Question

Ten years ago a father was six times as old as his daughter. After $10$ years, he will be twice as old as his daughter. Determine their present age.

• A. Present age of father $=10$ years
  Present age of daughter $=5$ years
• B. Present age of father $=13$ years
  Present age of daughter $=26$ years
• C. Present age of father $=20$ years
  Present age of daughter $=18$ years
• D. present age of father $=40$ years
  Present age of daughter $=15$ years

Answer 1

The correct option is D present age of father $=40$ years

Present age of daughter $=15$ years
Suppose ten years ago the age of the daughter was $x$ years.

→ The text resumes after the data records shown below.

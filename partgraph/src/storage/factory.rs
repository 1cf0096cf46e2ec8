// Copyright (c) 2024-2025 DeepGraph Inc.
// SPDX-License-Identifier: Apache-2.0
//
//! Graph storage factory
//!
//! This module provides the factory function for creating graph storages based
//! on configuration.

use super::traits::GraphStorage;
use super::types::{StorageResult, StorageType};
use std::path::Path;
use std::sync::Arc;

/// Factory function to create a graph storage based on configuration
///
/// # Arguments
/// * `storage_type` - The backend to create (Sled, Memory)
/// * `name` - Name of the storage
/// * `path` - Directory of the database (ignored by the memory backend)
///
/// # Examples
/// ```ignore
/// let storage = create_graph_storage(StorageType::Sled, "mydb", "./data")?;
/// let gm = GraphManager::new(storage);
/// ```
pub fn create_graph_storage<P: AsRef<Path>>(
    storage_type: StorageType,
    name: &str,
    path: P,
) -> StorageResult<Arc<dyn GraphStorage>> {
    match storage_type {
        #[cfg(feature = "sled-backend")]
        StorageType::Sled => {
            use crate::storage::sled::SledGraphStorage;
            let storage = SledGraphStorage::open(name, path)?;
            Ok(Arc::new(storage) as Arc<dyn GraphStorage>)
        }
        #[cfg(not(feature = "sled-backend"))]
        StorageType::Sled => {
            let _ = path;
            Err(crate::storage::StorageError::BackendSpecific(
                "Sled storage backend not compiled in".to_string(),
            ))
        }
        StorageType::Memory => {
            use crate::storage::memory::MemoryGraphStorage;
            let _ = path;
            Ok(Arc::new(MemoryGraphStorage::new(name)) as Arc<dyn GraphStorage>)
        }
    }
}

#[cfg(test)]
mod tests {
    use super::*;
    use tempfile::TempDir;

    #[cfg(feature = "sled-backend")]
    #[test]
    fn test_create_sled_storage() {
        let temp_dir = TempDir::new().unwrap();
        let storage = create_graph_storage(StorageType::Sled, "db", temp_dir.path()).unwrap();
        assert_eq!(storage.name(), "db");
        assert!(storage.storage_manager("x.nodes", true).unwrap().is_some());
    }

    #[test]
    fn test_create_memory_storage() {
        let storage = create_graph_storage(StorageType::Memory, "mem", "unused").unwrap();
        assert_eq!(storage.name(), "mem");
        assert!(storage.storage_manager("x.nodes", false).unwrap().is_none());
    }
}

Then, ten years ago the age of father was $6x$ years.
$\therefore$ present age of father $=(6x+10)$ years and
present age of daughter $=(x+10)$ years
After ten years, we have
Father's age $=(6x+10+10)$ years $=(6x+20)$ years
Daughter;s age $(x+10+10)$ years $=(x+20)$ years
$6x+20=2(x+20)$
$\Rightarrow 6x+20=2x+40$
$\Rightarrow 6x-2x=40-20$
$\Rightarrow 4x=20$

$\Rightarrow x=\frac{20}{4}=5$
$\therefore$ Present age of father $=(6\times 5+10)=40$ years
and present age of daughter $=(5+10)=15$ years.